My interest in IDA dietary alleviation is what drew me to my current PhD project. During my 1st rotation in the UEA Norwich Medical School, I used nutritional epidemiology to analyse the UK national diet and nutrition survey, exploring potential associations between micronutrient status and COVID-19 risk. Whilst conducting my 2nd rotation at the Quadram Institute Bioscience, I learnt how to effectively simulate in vitro digestion of plant-based foods and measure micronutrient release by elemental analyses. My 3rd rotation in the Balk lab at the John Innes Centre led to my main PhD project within this lab and this utilises knowledge from the previous rotations. Owing to limited natural variation in iron content of the wheat grain, a genetic modification (GM) approach has been developed in the Balk lab to biofortify the grain with iron.
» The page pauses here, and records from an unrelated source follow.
//! Event Log and Read Model storage.
//!
//! This module contains:
//! - `EventLog` trait: versioned append with optimistic concurrency
//! - `ChangeFeed` trait: commit-ordered notifications of Event Log writes
//! - `ReadModelStore` trait: one projected record per aggregate
//! - Storage configuration types
//! - Implementations: in-memory, SQLite

use std::sync::Arc;

use async_trait::async_trait;
use serde::Deserialize;
use tracing::info;

use crate::config::ResourceNames;
use crate::domain::{EventRecord, Room, RoomEvent};

pub mod memory;
#[cfg(feature = "sqlite")]
pub mod schema;
#[cfg(feature = "sqlite")]
pub mod sqlite;

pub use memory::{MemoryEventLog, MemoryReadModel};
#[cfg(feature = "sqlite")]
pub use sqlite::{SqliteEventLog, SqliteReadModel};

// ============================================================================
// Errors
// ============================================================================

/// Result type for storage operations.
pub type Result<T> = std::result::Result<T, StorageError>;

/// Errors that can occur during storage operations.
#[derive(Debug, thiserror::Error)]
pub enum StorageError {
    #[error("Version conflict on aggregate {aggregate_id}: expected version {expected}")]
    Conflict { aggregate_id: String, expected: u64 },

    #[error("Aggregate not found: {0}")]
    AggregateNotFound(String),

    #[error("Transient store error: {0}")]
    Transient(String),

    #[error("Serialization error: {0}")]
    Serialization(#[from] serde_json::Error),

    #[cfg(feature = "sqlite")]
    #[error("Database error: {0}")]
    Database(#[from] sqlx::Error),

    #[error("Storage backend not available: {0}")]
    Unavailable(String),
}

impl StorageError {
    /// Whether retrying the same call may succeed (throttling, lock contention, I/O).
    pub fn is_transient(&self) -> bool {
        match self {
            StorageError::Transient(_) => true,
            #[cfg(feature = "sqlite")]
            StorageError::Database(e) => is_transient_sqlx(e),
            _ => false,
        }
    }
}

/// SQLITE_BUSY (5) and SQLITE_LOCKED (6) clear once the competing writer commits.
#[cfg(feature = "sqlite")]
fn is_transient_sqlx(error: &sqlx::Error) -> bool {
    match error {
        sqlx::Error::PoolTimedOut | sqlx::Error::Io(_) => true,
        sqlx::Error::Database(db) => matches!(db.code().as_deref(), Some("5") | Some("6")),
        _ => false,
    }
}

// ============================================================================
// Traits
// ============================================================================

/// A write observed on the Event Log, in commit order.
#[derive(Debug, Clone, PartialEq, Eq)]
pub enum ChangeRecord {
    /// The Aggregate Version Record was created or advanced.
    AggregateVersion { aggregate_id: String, version: u64 },
    /// An Event Record was written.
    Event(EventRecord),
}

/// A change-feed entry. `sequence` is the feed position used to acknowledge it.
#[derive(Debug, Clone, PartialEq, Eq)]
pub struct ChangeNotification {
    pub sequence: u64,
    pub change: ChangeRecord,
}

/// Interface for the append-only Event Log.
///
/// The Aggregate Version Record is the single source of truth for the next
/// version: it starts absent (version 0) and advances by exactly one per
/// committed event.
///
/// Implementations:
/// - `MemoryEventLog`: In-memory, for tests and single-process runs
/// - `SqliteEventLog`: SQLite storage
#[async_trait]
pub trait EventLog: Send + Sync {
    /// Stored version of an aggregate, or `None` if it has no version record.
    async fn load_version(&self, aggregate_id: &str) -> Result<Option<u64>>;

    /// Current version, 0 for an aggregate that does not exist yet.
    async fn current_version(&self, aggregate_id: &str) -> Result<u64> {
        Ok(self.load_version(aggregate_id).await?.unwrap_or(0))
    }

    /// Atomically append `event` at `expected_version + 1`.
    ///
    /// Succeeds only if the stored version equals `expected_version`; the
    /// Event Record write and the version advance happen together or not at
    /// all. Returns the committed version, or `StorageError::Conflict`.
    async fn try_append(
        &self,
        aggregate_id: &str,
        expected_version: u64,
        event: &RoomEvent,
    ) -> Result<u64>;

    /// All Event Records of an aggregate, ascending by version.
    async fn read_events(&self, aggregate_id: &str) -> Result<Vec<EventRecord>>;
}

/// Commit-ordered notifications of Event Log writes.
///
/// A notification stays in the feed until acknowledged; `poll` returns the
/// oldest unacknowledged ones first.
#[async_trait]
pub trait ChangeFeed: Send + Sync {
    async fn poll(&self, limit: usize) -> Result<Vec<ChangeNotification>>;

    async fn ack(&self, sequence: u64) -> Result<()>;
}

/// Interface for the materialized read model.
///
/// Implementations:
/// - `MemoryReadModel`: In-memory
/// - `SqliteReadModel`: SQLite storage
#[async_trait]
pub trait ReadModelStore: Send + Sync {
    /// Projected record for an aggregate, including tombstoned ones.
    async fn get(&self, id: &str) -> Result<Option<Room>>;

    /// All projected records, optionally restricted to one aggregate type.
    async fn list(&self, aggregate_type: Option<&str>) -> Result<Vec<Room>>;

    /// Write `room` if the stored record is still at `expected_version`
    /// (0 meaning "no record yet"), otherwise `StorageError::Conflict`.
    async fn save(&self, room: &Room, expected_version: u64) -> Result<()>;
}

// ============================================================================
// Configuration
// ============================================================================

/// Storage type discriminator.
#[derive(Debug, Clone, Default, PartialEq, Eq, Deserialize)]
#[serde(rename_all = "lowercase")]
pub enum StorageType {
    /// In-memory storage (lost on exit).
    Memory,
    /// SQLite storage.
    #[default]
    Sqlite,
}

/// SQLite-specific configuration.
#[derive(Debug, Clone, Default, Deserialize)]
#[serde(default)]
pub struct SqliteConfig {
    /// Database file path. `None` uses an in-memory database.
    pub path: Option<String>,
}

/// Storage configuration (discriminated union).
#[derive(Debug, Clone, Default, Deserialize)]
#[serde(default)]
pub struct StorageConfig {
    /// Storage type discriminator.
    #[serde(rename = "type")]
    pub storage_type: StorageType,
    /// SQLite-specific configuration.
    pub sqlite: SqliteConfig,
}

/// Handles to every store the pipeline writes or reads.
#[derive(Clone)]
pub struct Storage {
    pub event_log: Arc<dyn EventLog>,
    pub changes: Arc<dyn ChangeFeed>,
    pub read_model: Arc<dyn ReadModelStore>,
}

impl Storage {
    /// Fresh in-memory stores.
    pub fn memory() -> Self {
        let log = Arc::new(MemoryEventLog::new());
        Self {
            event_log: log.clone(),
            changes: log,
            read_model: Arc::new(MemoryReadModel::new()),
        }
    }
}

/// Initialize storage based on configuration.
pub async fn init_storage(config: &StorageConfig, names: &ResourceNames) -> Result<Storage> {
    match config.storage_type {
        StorageType::Memory => {
            info!("Storage: in-memory");
            Ok(Storage::memory())
        }
        #[cfg(feature = "sqlite")]
        StorageType::Sqlite => {
            let pool = sqlite::connect(config.sqlite.path.as_deref()).await?;
            info!(
                path = config.sqlite.path.as_deref().unwrap_or(":memory:"),
                aggregates = %names.aggregates_table,
                events = %names.events_table,
                read_model = %names.read_model_table,
                "Storage: sqlite"
            );

            let log = Arc::new(SqliteEventLog::new(pool.clone(), names));
            log.init().await?;
            let read_model = Arc::new(SqliteReadModel::new(pool, &names.read_model_table));
            read_model.init().await?;

            Ok(Storage {
                event_log: log.clone(),
                changes: log,
                read_model,
            })
        }
        #[cfg(not(feature = "sqlite"))]
        StorageType::Sqlite => {
            let _ = names;
            tracing::error!("SQLite storage requested but 'sqlite' feature is not enabled");
            Err(StorageError::Unavailable("sqlite feature not enabled".to_string()))
        }
    }
}
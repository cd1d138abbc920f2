//! Standalone runtime for running the whole pipeline in one process.
//!
//! Wires the Event Log, change relay, relay queue, projector and read
//! model together and runs the relay and projector loops as background
//! tasks.
//!
//! # Example
//!
//! ```ignore
//! use classconnect::standalone::Runtime;
//!
//! #[tokio::main]
//! async fn main() -> Result<(), Box<dyn std::error::Error>> {
//!     let runtime = Runtime::builder()
//!         .with_sqlite_file("./data/classconnect.db")
//!         .build()
//!         .await?;
//!
//!     let handle = runtime.start();
//!     let id = runtime.commands().create_room("Algebra", None).await?;
//!     handle.stop().await;
//!     Ok(())
//! }
//! ```

mod builder;
mod runtime;

pub use builder::RuntimeBuilder;
pub use runtime::{Runtime, RuntimeHandle};

use crate::bus::QueueError;
use crate::config::ConfigError;
use crate::storage::StorageError;

/// Errors raised while assembling a runtime.
#[derive(Debug, thiserror::Error)]
pub enum RuntimeError {
    #[error("Configuration error: {0}")]
    Config(#[from] ConfigError),

    #[error("Storage initialization failed: {0}")]
    Storage(#[from] StorageError),

    #[error("Relay queue initialization failed: {0}")]
    Queue(#[from] QueueError),
}
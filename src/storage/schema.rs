//! Database schema definitions using sea-query.
//!
//! Table names come from configuration; these define the column
//! identifiers for type-safe query building.

use sea_query::Iden;

/// Aggregate Version Record table.
#[derive(Iden)]
pub enum Aggregates {
    #[iden = "aggregate_id"]
    AggregateId,
    #[iden = "aggregate_type"]
    AggregateType,
    #[iden = "version"]
    Version,
    #[iden = "updated_at"]
    UpdatedAt,
}

/// Event Record table.
#[derive(Iden)]
pub enum Events {
    #[iden = "aggregate_id"]
    AggregateId,
    #[iden = "version"]
    Version,
    #[iden = "data"]
    Data,
    #[iden = "created_at"]
    CreatedAt,
}

/// Change stream written in the same transaction as the tables above.
#[derive(Iden)]
pub enum Stream {
    #[iden = "seq"]
    Seq,
    #[iden = "record_kind"]
    RecordKind,
    #[iden = "aggregate_id"]
    AggregateId,
    #[iden = "version"]
    Version,
    #[iden = "data"]
    Data,
}

/// Read model table.
#[derive(Iden)]
pub enum ReadModel {
    #[iden = "id"]
    Id,
    #[iden = "aggregate_type"]
    AggregateType,
    #[iden = "version"]
    Version,
    #[iden = "deleted"]
    Deleted,
    #[iden = "body"]
    Body,
    #[iden = "updated_at"]
    UpdatedAt,
}

/// `record_kind` of a stream row for the version record.
pub const KIND_VERSION: &str = "version";
/// `record_kind` of a stream row for an Event Record.
pub const KIND_EVENT: &str = "event";
//! AWS SQS relay queue.
//!
//! The configured relay queue identifier is the queue URL. Receipt handles
//! map directly to `delete_message` (ack) and `change_message_visibility`
//! (nack).

use std::time::Duration;

use async_trait::async_trait;
use aws_config::BehaviorVersion;
use aws_sdk_sqs::types::MessageSystemAttributeName;
use aws_sdk_sqs::Client as SqsClient;
use tracing::{debug, info};

use super::{Delivery, QueueError, RelayMessage, RelayQueue, Result, SqsConfig};

/// SQS caps a single receive at ten messages and a long poll at twenty seconds.
const MAX_RECEIVE_BATCH: usize = 10;
const MAX_WAIT_SECS: u64 = 20;
/// Longest visibility timeout SQS accepts, twelve hours.
const MAX_VISIBILITY_SECS: u64 = 43_200;

/// Relay queue backed by an SQS queue.
pub struct SqsQueue {
    client: SqsClient,
    queue_url: String,
}

impl SqsQueue {
    /// Build a client from the default provider chain plus the configured
    /// region and endpoint overrides.
    pub async fn connect(config: &SqsConfig, queue_url: &str) -> Self {
        let mut aws_config_builder = aws_config::defaults(BehaviorVersion::latest());

        if let Some(ref region) = config.region {
            aws_config_builder =
                aws_config_builder.region(aws_config::Region::new(region.clone()));
        }

        if let Some(ref endpoint) = config.endpoint_url {
            aws_config_builder = aws_config_builder.endpoint_url(endpoint);
        }

        let aws_config = aws_config_builder.load().await;

        info!(
            region = ?config.region,
            endpoint = ?config.endpoint_url,
            queue_url = %queue_url,
            "Relay queue: AWS SQS"
        );

        Self {
            client: SqsClient::new(&aws_config),
            queue_url: queue_url.to_string(),
        }
    }
}

/// SQS visibility is whole seconds; round up so a message never returns early.
fn visibility_secs(delay: Duration) -> i32 {
    let secs = (delay.as_millis().div_ceil(1000) as u64).min(MAX_VISIBILITY_SECS);
    secs as i32
}

#[async_trait]
impl RelayQueue for SqsQueue {
    async fn send(&self, message: &RelayMessage) -> Result<()> {
        let body = message.encode()?;
        self.client
            .send_message()
            .queue_url(&self.queue_url)
            .message_body(body)
            .send()
            .await
            .map_err(|e| QueueError::Send(e.to_string()))?;
        debug!(
            aggregate_id = %message.aggregate_id,
            version = message.version,
            "Sent to SQS"
        );
        Ok(())
    }

    async fn receive(&self, max: usize, wait: Duration) -> Result<Vec<Delivery>> {
        let output = self
            .client
            .receive_message()
            .queue_url(&self.queue_url)
            .max_number_of_messages(max.clamp(1, MAX_RECEIVE_BATCH) as i32)
            .wait_time_seconds(wait.as_secs().min(MAX_WAIT_SECS) as i32)
            .message_system_attribute_names(MessageSystemAttributeName::ApproximateReceiveCount)
            .send()
            .await
            .map_err(|e| QueueError::Receive(e.to_string()))?;

        let deliveries = output
            .messages()
            .iter()
            .filter_map(|message| {
                let receipt = message.receipt_handle()?.to_string();
                let receive_count = message
                    .attributes()
                    .and_then(|attrs| {
                        attrs.get(&MessageSystemAttributeName::ApproximateReceiveCount)
                    })
                    .and_then(|v| v.parse().ok())
                    .unwrap_or(1);
                Some(Delivery {
                    receipt,
                    body: message.body().unwrap_or_default().to_string(),
                    receive_count,
                })
            })
            .collect();

        Ok(deliveries)
    }

    async fn ack(&self, receipt: &str) -> Result<()> {
        self.client
            .delete_message()
            .queue_url(&self.queue_url)
            .receipt_handle(receipt)
            .send()
            .await
            .map_err(|e| QueueError::Ack(e.to_string()))?;
        Ok(())
    }

    async fn nack(&self, receipt: &str, delay: Duration) -> Result<()> {
        self.client
            .change_message_visibility()
            .queue_url(&self.queue_url)
            .receipt_handle(receipt)
            .visibility_timeout(visibility_secs(delay))
            .send()
            .await
            .map_err(|e| QueueError::Ack(e.to_string()))?;
        Ok(())
    }
}
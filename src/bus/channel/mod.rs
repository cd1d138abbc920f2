//! In-process relay queue for standalone mode.
//!
//! Mirrors the delivery semantics of a hosted queue within a single process:
//! at-least-once, visibility timeout, per-receipt ack, delayed redelivery on
//! nack. Ideal for local development and testing without external
//! dependencies.

use std::collections::{HashMap, VecDeque};
use std::time::Duration;

use async_trait::async_trait;
use tokio::sync::{Mutex, Notify, RwLock};
use tokio::time::Instant;
use tracing::debug;
use uuid::Uuid;

use super::{Delivery, QueueError, RelayMessage, RelayQueue, Result};

struct Message {
    body: String,
    receive_count: u32,
    visible_at: Instant,
}

#[derive(Default)]
struct State {
    queued: VecDeque<Message>,
    in_flight: HashMap<String, (Message, Instant)>,
}

impl State {
    /// Move in-flight messages whose visibility timeout lapsed back to the queue.
    fn requeue_expired(&mut self, now: Instant) {
        let expired: Vec<String> = self
            .in_flight
            .iter()
            .filter(|(_, (_, deadline))| *deadline <= now)
            .map(|(receipt, _)| receipt.clone())
            .collect();
        for receipt in expired {
            if let Some((mut message, _)) = self.in_flight.remove(&receipt) {
                debug!(receipt = %receipt, "Visibility timeout lapsed, requeueing");
                message.visible_at = now;
                self.queued.push_back(message);
            }
        }
    }

    /// Earliest instant at which something may become receivable.
    fn next_wake(&self) -> Option<Instant> {
        let queued = self.queued.iter().map(|m| m.visible_at);
        let in_flight = self.in_flight.values().map(|(_, deadline)| *deadline);
        queued.chain(in_flight).min()
    }
}

/// In-process queue with hosted-queue delivery semantics.
pub struct ChannelQueue {
    state: Mutex<State>,
    notify: Notify,
    visibility_timeout: Duration,
    fail_on_send: RwLock<bool>,
}

impl ChannelQueue {
    /// Create a queue whose received messages stay hidden for `visibility_timeout`.
    pub fn new(visibility_timeout: Duration) -> Self {
        Self {
            state: Mutex::new(State::default()),
            notify: Notify::new(),
            visibility_timeout,
            fail_on_send: RwLock::new(false),
        }
    }

    /// Make `send` fail.
    pub async fn set_fail_on_send(&self, fail: bool) {
        *self.fail_on_send.write().await = fail;
    }

    /// Messages not yet acknowledged, whether queued or in flight.
    pub async fn depth(&self) -> usize {
        let state = self.state.lock().await;
        state.queued.len() + state.in_flight.len()
    }

    /// Messages currently received and awaiting ack or nack.
    pub async fn in_flight(&self) -> usize {
        self.state.lock().await.in_flight.len()
    }

    fn take_visible(&self, state: &mut State, max: usize, now: Instant) -> Vec<Delivery> {
        let mut deliveries = Vec::new();
        let mut remaining = VecDeque::with_capacity(state.queued.len());

        while let Some(mut message) = state.queued.pop_front() {
            if deliveries.len() < max && message.visible_at <= now {
                message.receive_count += 1;
                let receipt = Uuid::new_v4().to_string();
                deliveries.push(Delivery {
                    receipt: receipt.clone(),
                    body: message.body.clone(),
                    receive_count: message.receive_count,
                });
                state
                    .in_flight
                    .insert(receipt, (message, now + self.visibility_timeout));
            } else {
                remaining.push_back(message);
            }
        }

        state.queued = remaining;
        deliveries
    }
}

impl Default for ChannelQueue {
    fn default() -> Self {
        Self::new(Duration::from_secs(30))
    }
}

#[async_trait]
impl RelayQueue for ChannelQueue {
    async fn send(&self, message: &RelayMessage) -> Result<()> {
        if *self.fail_on_send.read().await {
            return Err(QueueError::Send("injected send failure".to_string()));
        }
        let body = message.encode()?;
        self.state.lock().await.queued.push_back(Message {
            body,
            receive_count: 0,
            visible_at: Instant::now(),
        });
        self.notify.notify_waiters();
        Ok(())
    }

    async fn receive(&self, max: usize, wait: Duration) -> Result<Vec<Delivery>> {
        if max == 0 {
            return Ok(Vec::new());
        }
        let deadline = Instant::now() + wait;

        loop {
            // Register before inspecting state so a send in between is not missed.
            let notified = self.notify.notified();

            let wake = {
                let mut state = self.state.lock().await;
                let now = Instant::now();
                state.requeue_expired(now);
                let batch = self.take_visible(&mut state, max, now);
                if !batch.is_empty() || now >= deadline {
                    return Ok(batch);
                }
                state
                    .next_wake()
                    .map_or(deadline, |next| next.min(deadline))
            };

            tokio::select! {
                _ = notified => {}
                _ = tokio::time::sleep_until(wake) => {}
            }
        }
    }

    async fn ack(&self, receipt: &str) -> Result<()> {
        match self.state.lock().await.in_flight.remove(receipt) {
            Some(_) => Ok(()),
            None => Err(QueueError::UnknownReceipt(receipt.to_string())),
        }
    }

    async fn nack(&self, receipt: &str, delay: Duration) -> Result<()> {
        let mut state = self.state.lock().await;
        let (mut message, _) = state
            .in_flight
            .remove(receipt)
            .ok_or_else(|| QueueError::UnknownReceipt(receipt.to_string()))?;
        message.visible_at = Instant::now() + delay;
        state.queued.push_back(message);
        drop(state);
        self.notify.notify_waiters();
        Ok(())
    }
}
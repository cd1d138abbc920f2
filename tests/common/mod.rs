//! Shared fixtures for pipeline tests.

#![allow(dead_code)]

use std::sync::Arc;
use std::time::Duration;

use classconnect::bus::{ChannelQueue, RelayQueue};
use classconnect::commands::{CommandConfig, CommandHandler};
use classconnect::dlq::MemoryDeadLetterSink;
use classconnect::projector::{BatchOutcome, Projector, ProjectorConfig, ProjectorWorker};
use classconnect::query::QueryHandler;
use classconnect::relay::{ChangeRelay, RelayConfig};
use classconnect::storage::{MemoryEventLog, MemoryReadModel};

/// Every pipeline stage over in-memory stores, driven by hand.
pub struct Pipeline {
    pub log: Arc<MemoryEventLog>,
    pub read_model: Arc<MemoryReadModel>,
    pub dead_letters: Arc<MemoryDeadLetterSink>,
    pub queue: Arc<dyn RelayQueue>,
    pub commands: CommandHandler,
    pub queries: QueryHandler,
    pub relay: ChangeRelay,
    pub worker: ProjectorWorker,
}

impl Pipeline {
    pub fn new() -> Self {
        Self::with_queue(Arc::new(ChannelQueue::default()), 10)
    }

    /// Pipeline over `queue`, projecting `batch_size` messages at a time.
    pub fn with_queue(queue: Arc<dyn RelayQueue>, batch_size: usize) -> Self {
        let log = Arc::new(MemoryEventLog::new());
        let read_model = Arc::new(MemoryReadModel::new());
        let dead_letters = Arc::new(MemoryDeadLetterSink::new());

        let commands = CommandHandler::new(
            log.clone(),
            CommandConfig {
                max_retries: 10,
                min_backoff_ms: 1,
                max_backoff_ms: 5,
            },
        );
        let queries = QueryHandler::new(read_model.clone(), log.clone());
        let relay = ChangeRelay::new(
            log.clone(),
            queue.clone(),
            RelayConfig {
                batch_size: 50,
                min_backoff_ms: 1,
                max_backoff_ms: 2,
                ..Default::default()
            },
        );
        let projector = Arc::new(Projector::new(
            read_model.clone(),
            dead_letters.clone(),
            ProjectorConfig {
                batch_size,
                wait_ms: 5,
                retry_delay_ms: 0,
                min_backoff_ms: 1,
                max_backoff_ms: 2,
                ..Default::default()
            },
        ));
        let worker = ProjectorWorker::new(projector, queue.clone());

        Self {
            log,
            read_model,
            dead_letters,
            queue,
            commands,
            queries,
            relay,
            worker,
        }
    }

    /// Relay everything committed, then project until the queue is quiet.
    pub async fn settle(&self) {
        self.relay.drain().await.expect("relay should drain");
        self.project_until_quiet().await;
    }

    /// Project batches until one comes back empty.
    pub async fn project_until_quiet(&self) {
        for _ in 0..1_000 {
            let outcome = self.worker.run_once().await.expect("receive should succeed");
            if outcome == BatchOutcome::default() {
                return;
            }
        }
        panic!("projector did not settle");
    }
}

/// Poll `check` until it holds or `timeout` passes.
pub async fn eventually<F, Fut>(timeout: Duration, mut check: F) -> bool
where
    F: FnMut() -> Fut,
    Fut: std::future::Future<Output = bool>,
{
    let deadline = tokio::time::Instant::now() + timeout;
    while tokio::time::Instant::now() < deadline {
        if check().await {
            return true;
        }
        tokio::time::sleep(Duration::from_millis(10)).await;
    }
    check().await
}
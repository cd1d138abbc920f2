//! Application configuration.
//!
//! Aggregates configuration from all modules into a single Config struct
//! that can be loaded from YAML files or environment variables.

mod resources;

pub use resources::{ResourceNames, ResourcesConfig};

use serde::Deserialize;

use crate::bus::MessagingConfig;
use crate::commands::CommandConfig;
use crate::projector::ProjectorConfig;
use crate::relay::RelayConfig;
use crate::storage::StorageConfig;

/// Default configuration file name.
pub const DEFAULT_CONFIG_FILE: &str = "config.yaml";
/// Environment variable for configuration file path.
pub const CONFIG_ENV_VAR: &str = "CLASSCONNECT_CONFIG";
/// Prefix for configuration environment variables.
pub const CONFIG_ENV_PREFIX: &str = "CLASSCONNECT";
/// Environment variable for logging configuration.
pub const LOG_ENV_VAR: &str = "CLASSCONNECT_LOG";

/// Legacy variable naming the Aggregate Version Record table.
pub const AGGREGATES_TABLE_ENV_VAR: &str = "DYNAMODB_TABLE_AGGREGATES";
/// Legacy variable naming the Event Record table.
pub const EVENTS_TABLE_ENV_VAR: &str = "DYNAMODB_TABLE_EVENTS";
/// Legacy variable naming the read model table.
pub const READ_MODEL_TABLE_ENV_VAR: &str = "DYNAMODB_TABLE_CLASSCONNECT";
/// Legacy variable naming the relay queue.
pub const RELAY_QUEUE_ENV_VAR: &str = "NEW_EVENTS_QUEUE";

/// Configuration errors.
#[derive(Debug, thiserror::Error)]
pub enum ConfigError {
    #[error("Missing required configuration: {key} (set it in config or via {env_var})")]
    Missing {
        key: &'static str,
        env_var: &'static str,
    },

    #[error("Failed to load configuration: {0}")]
    Load(#[from] ::config::ConfigError),
}

/// Main application configuration.
#[derive(Debug, Clone, Default, Deserialize)]
#[serde(default)]
pub struct Config {
    /// Table and queue identifiers.
    pub resources: ResourcesConfig,
    /// Storage configuration.
    pub storage: StorageConfig,
    /// Relay queue configuration.
    pub messaging: MessagingConfig,
    /// Change relay configuration.
    pub relay: RelayConfig,
    /// Projector configuration.
    pub projector: ProjectorConfig,
    /// Command handler configuration.
    pub commands: CommandConfig,
}

impl Config {
    /// Load configuration from file and environment.
    ///
    /// Configuration sources (in order of priority, later overrides earlier):
    /// 1. `config.yaml` in current directory (if exists)
    /// 2. File specified by `path` argument (if provided)
    /// 3. File specified by `CONFIG_ENV_VAR` environment variable (if set)
    /// 4. Environment variables with `CONFIG_ENV_PREFIX` prefix
    /// 5. Legacy resource-name variables (`DYNAMODB_TABLE_*`, `NEW_EVENTS_QUEUE`)
    pub fn load(path: Option<&str>) -> Result<Self, ConfigError> {
        use ::config::{Config as ConfigLib, Environment, File, FileFormat};

        let mut builder = ConfigLib::builder()
            .add_source(File::new("config", FileFormat::Yaml).required(false))
            .add_source(File::new(DEFAULT_CONFIG_FILE, FileFormat::Yaml).required(false));

        if let Some(config_path) = path {
            builder = builder.add_source(File::new(config_path, FileFormat::Yaml).required(true));
        }

        if let Ok(config_path) = std::env::var(CONFIG_ENV_VAR) {
            builder = builder.add_source(File::new(&config_path, FileFormat::Yaml).required(true));
        }

        builder = builder.add_source(
            Environment::with_prefix(CONFIG_ENV_PREFIX)
                .separator("__")
                .try_parsing(true),
        );

        for (key, env_var) in resources::LEGACY_OVERRIDES {
            builder = builder.set_override_option(key, std::env::var(env_var).ok())?;
        }

        let config: Config = builder.build()?.try_deserialize()?;
        Ok(config)
    }

    /// Resolve every required table and queue identifier.
    ///
    /// Fails with the first one that is absent or blank.
    pub fn resources(&self) -> Result<ResourceNames, ConfigError> {
        self.resources.resolve()
    }

    /// Create config for testing: in-memory storage, channel queue,
    /// default resource names.
    pub fn for_test() -> Self {
        Self {
            resources: ResourcesConfig::for_test(),
            storage: StorageConfig {
                storage_type: crate::storage::StorageType::Memory,
                ..Default::default()
            },
            ..Default::default()
        }
    }
}
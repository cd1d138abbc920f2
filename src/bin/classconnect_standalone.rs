//! classconnect-standalone: the whole pipeline in one process.
//!
//! Runs the change relay and projector loops against the configured
//! storage and relay queue until Ctrl+C.
//!
//! ## Configuration
//! ```yaml
//! resources:
//!   aggregates_table: aggregates
//!   events_table: events
//!   read_model_table: classconnect
//!   relay_queue: new-events
//!
//! storage:
//!   type: sqlite
//!   sqlite:
//!     path: ./data/classconnect.db
//!
//! messaging:
//!   type: channel
//! ```
//!
//! The legacy variables `DYNAMODB_TABLE_AGGREGATES`, `DYNAMODB_TABLE_EVENTS`,
//! `DYNAMODB_TABLE_CLASSCONNECT` and `NEW_EVENTS_QUEUE` override the
//! resource names.

use tracing::{error, info};

use classconnect::config::Config;
use classconnect::standalone::Runtime;
use classconnect::utils::bootstrap::init_tracing;

#[tokio::main]
async fn main() -> Result<(), Box<dyn std::error::Error>> {
    init_tracing();

    let config = Config::load(None)?;

    // Refuse to start without every table and queue name.
    let resources = match config.resources() {
        Ok(resources) => resources,
        Err(e) => {
            error!(error = %e, "Missing resource configuration");
            return Err(e.into());
        }
    };
    info!(
        aggregates = %resources.aggregates_table,
        events = %resources.events_table,
        read_model = %resources.read_model_table,
        queue = %resources.relay_queue,
        "Starting classconnect-standalone"
    );

    let runtime = Runtime::from_config(&config).await?;
    runtime.run().await
}
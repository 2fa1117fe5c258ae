//! 健康检查与版本信息处理器。

use axum::response::Json as JsonResponse;
use serde::Serialize;

#[derive(Serialize)]
#[serde(rename_all = "camelCase")]
pub struct VersionInfo {
    version: &'static str,
    commit_hash: &'static str,
    build_time: &'static str,
    build_env: String,
}

pub async fn healthz() -> &'static str {
    "OK"
}

/// 返回当前版本信息。
pub async fn get_version_info() -> JsonResponse<VersionInfo> {
    JsonResponse(VersionInfo {
        version: crate::build::PKG_VERSION,
        commit_hash: crate::build::SHORT_COMMIT,
        build_time: crate::build::BUILD_TIME,
        build_env: format!(
            "{},{}",
            crate::build::RUST_VERSION,
            crate::build::RUST_CHANNEL
        ),
    })
}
Ectopic expression of a single gene encoding a wheat iron transporter resulted in redistribution of iron to the starchy endosperm, resulting in 2-3-fold increases in iron in the white flour. I will utilize 2 years of field-grown high-iron wheat, to explore iron bioavailability (release and absorption) in baked products. I will compare biofortified bread rolls with the chemically fortified bread with respect to iron bioavailability, using an in vitro Caco-2 cell culture model. This material may be used in future human clinical trials to understand the potential of the high-iron bread to alleviate IDA.